Dataset items
:::::

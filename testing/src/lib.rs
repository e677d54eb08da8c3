//! # Openroot Testing
//!
//! Testing utilities for the Openroot workspace.
//!
//! This crate provides:
//! - Mock implementations of environment traits (`FixedClock`)
//! - A scriptable order gateway (`MockOrderGateway`)
//! - The `ReducerTest` Given/When/Then harness and effect assertions
//!
//! ## Example
//!
//! ```ignore
//! use openroot_testing::{test_clock, MockOrderGateway};
//!
//! let gateway = MockOrderGateway::new();
//! let service = OrderService::new(Arc::new(gateway.clone()), secret, Arc::new(test_clock()));
//! service.create_order(Some(&json!(1769))).await?;
//! assert_eq!(gateway.requests()[0].amount, 176_900);
//! ```

use chrono::{DateTime, Utc};
use openroot_core::environment::Clock;


pub use reducer_test::{assertions, ReducerTest};

/// Mock implementations for testing.
pub mod mocks {
    use super::{Clock, DateTime, Utc};
    use openroot_razorpay::{CreateOrderRequest, GatewayFuture, Order, OrderGateway, RazorpayError};
    use serde_json::{json, Map};
    use std::sync::{Arc, Mutex, PoisonError};

    /// Fixed clock for deterministic tests
    ///
    /// Always returns the same time, making tests reproducible.
    ///
    /// # Example
    ///
    /// ```
    /// use openroot_testing::mocks::FixedClock;
    /// use openroot_core::environment::Clock;
    /// use chrono::Utc;
    ///
    /// let clock = FixedClock::new(Utc::now());
    /// assert_eq!(clock.now(), clock.now());
    /// ```
    #[derive(Debug, Clone)]
    pub struct FixedClock {
        time: DateTime<Utc>,
    }

    impl FixedClock {
        /// Create a new fixed clock with the given time
        #[must_use]
        pub const fn new(time: DateTime<Utc>) -> Self {
            Self { time }
        }
    }

    impl Clock for FixedClock {
        fn now(&self) -> DateTime<Utc> {
            self.time
        }
    }

    /// Create a default fixed clock for tests (2025-01-01 00:00:00 UTC)
    ///
    /// Unix millis at that instant: `1_735_689_600_000`.
    #[must_use]
    pub fn test_clock() -> FixedClock {
        FixedClock::new(DateTime::<Utc>::UNIX_EPOCH + chrono::Duration::seconds(1_735_689_600))
    }

    #[derive(Debug, Clone)]
    enum Behaviour {
        Echo { order_id: String },
        Fail { status: u16, message: String },
        Panic,
    }

    #[derive(Debug)]
    struct GatewayState {
        behaviour: Behaviour,
        requests: Vec<CreateOrderRequest>,
    }

    /// Order gateway fake
    ///
    /// Records every request. By default it answers with a gateway-shaped
    /// order echoing the requested amount, currency and receipt. Clones share
    /// the same recording.
    #[derive(Debug, Clone)]
    pub struct MockOrderGateway {
        state: Arc<Mutex<GatewayState>>,
    }

    impl MockOrderGateway {
        /// Gateway that succeeds with order id `order_mock_1`
        #[must_use]
        pub fn new() -> Self {
            Self::with_behaviour(Behaviour::Echo {
                order_id: "order_mock_1".to_string(),
            })
        }

        /// Gateway that succeeds with the given order id
        #[must_use]
        pub fn with_order_id(order_id: impl Into<String>) -> Self {
            Self::with_behaviour(Behaviour::Echo {
                order_id: order_id.into(),
            })
        }

        /// Gateway whose every call fails with an API error
        #[must_use]
        pub fn failing(status: u16, message: impl Into<String>) -> Self {
            Self::with_behaviour(Behaviour::Fail {
                status,
                message: message.into(),
            })
        }

        /// Gateway whose every call panics (for panic-boundary tests)
        #[must_use]
        pub fn panicking() -> Self {
            Self::with_behaviour(Behaviour::Panic)
        }

        fn with_behaviour(behaviour: Behaviour) -> Self {
            Self {
                state: Arc::new(Mutex::new(GatewayState {
                    behaviour,
                    requests: Vec::new(),
                })),
            }
        }

        /// Requests received so far
        #[must_use]
        pub fn requests(&self) -> Vec<CreateOrderRequest> {
            self.state
                .lock()
                .unwrap_or_else(PoisonError::into_inner)
                .requests
                .clone()
        }

        /// Number of calls received so far
        #[must_use]
        pub fn call_count(&self) -> usize {
            self.state
                .lock()
                .unwrap_or_else(PoisonError::into_inner)
                .requests
                .len()
        }
    }

    impl Default for MockOrderGateway {
        fn default() -> Self {
            Self::new()
        }
    }

    impl OrderGateway for MockOrderGateway {
        fn create_order(&self, request: CreateOrderRequest) -> GatewayFuture<Order> {
            let behaviour = {
                let mut state = self.state.lock().unwrap_or_else(PoisonError::into_inner);
                state.requests.push(request.clone());
                state.behaviour.clone()
            };

            Box::pin(async move {
                match behaviour {
                    Behaviour::Echo { order_id } => {
                        tracing::info!(order_id = %order_id, amount = request.amount, "Mock order created");
                        let mut extra = Map::new();
                        extra.insert("entity".to_string(), json!("order"));
                        extra.insert("receipt".to_string(), json!(request.receipt));
                        extra.insert("status".to_string(), json!("created"));
                        extra.insert("attempts".to_string(), json!(0));
                        Ok(Order {
                            id: order_id,
                            amount: request.amount,
                            currency: request.currency,
                            extra,
                        })
                    },
                    Behaviour::Fail { status, message } => {
                        Err(RazorpayError::ApiError { status, message })
                    },
                    #[allow(clippy::panic)] // Scripted failure for panic-boundary tests
                    Behaviour::Panic => panic!("mock gateway panicked"),
                }
            })
        }
    }
}

// Re-export commonly used items
pub use mocks::{test_clock, FixedClock, MockOrderGateway};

:::::

_What the task asks_
The output must consist solely of the lines from the first line of the records through the line containing "Unix millis at", reproduced exactly.

_Task response_
filename testing/src/lib.rs
repository e677d54eb08da8c3
//! # Openroot Testing
//!
//! Testing utilities for the Openroot workspace.
//!
//! This crate provides:
//! - Mock implementations of environment traits (`FixedClock`)
//! - A scriptable order gateway (`MockOrderGateway`)
//! - The `ReducerTest` Given/When/Then harness and effect assertions
//!
//! ## Example
//!
//! ```ignore
//! use openroot_testing::{test_clock, MockOrderGateway};
//!
//! let gateway = MockOrderGateway::new();
//! let service = OrderService::new(Arc::new(gateway.clone()), secret, Arc::new(test_clock()));
//! service.create_order(Some(&json!(1769))).await?;
//! assert_eq!(gateway.requests()[0].amount, 176_900);
//! ```

use chrono::{DateTime, Utc};
use openroot_core::environment::Clock;


pub use reducer_test::{assertions, ReducerTest};

/// Mock implementations for testing.
pub mod mocks {
    use super::{Clock, DateTime, Utc};
    use openroot_razorpay::{CreateOrderRequest, GatewayFuture, Order, OrderGateway, RazorpayError};
    use serde_json::{json, Map};
    use std::sync::{Arc, Mutex, PoisonError};

    /// Fixed clock for deterministic tests
    ///
    /// Always returns the same time, making tests reproducible.
    ///
    /// # Example
    ///
    /// ```
    /// use openroot_testing::mocks::FixedClock;
    /// use openroot_core::environment::Clock;
    /// use chrono::Utc;
    ///
    /// let clock = FixedClock::new(Utc::now());
    /// assert_eq!(clock.now(), clock.now());
    /// ```
    #[derive(Debug, Clone)]
    pub struct FixedClock {
        time: DateTime<Utc>,
    }

    impl FixedClock {
        /// Create a new fixed clock with the given time
        #[must_use]
        pub const fn new(time: DateTime<Utc>) -> Self {
            Self { time }
        }
    }

    impl Clock for FixedClock {
        fn now(&self) -> DateTime<Utc> {
            self.time
        }
    }

    /// Create a default fixed clock for tests (2025-01-01 00:00:00 UTC)
    ///
    /// Unix millis at that instant: `1_735_689_600_000`.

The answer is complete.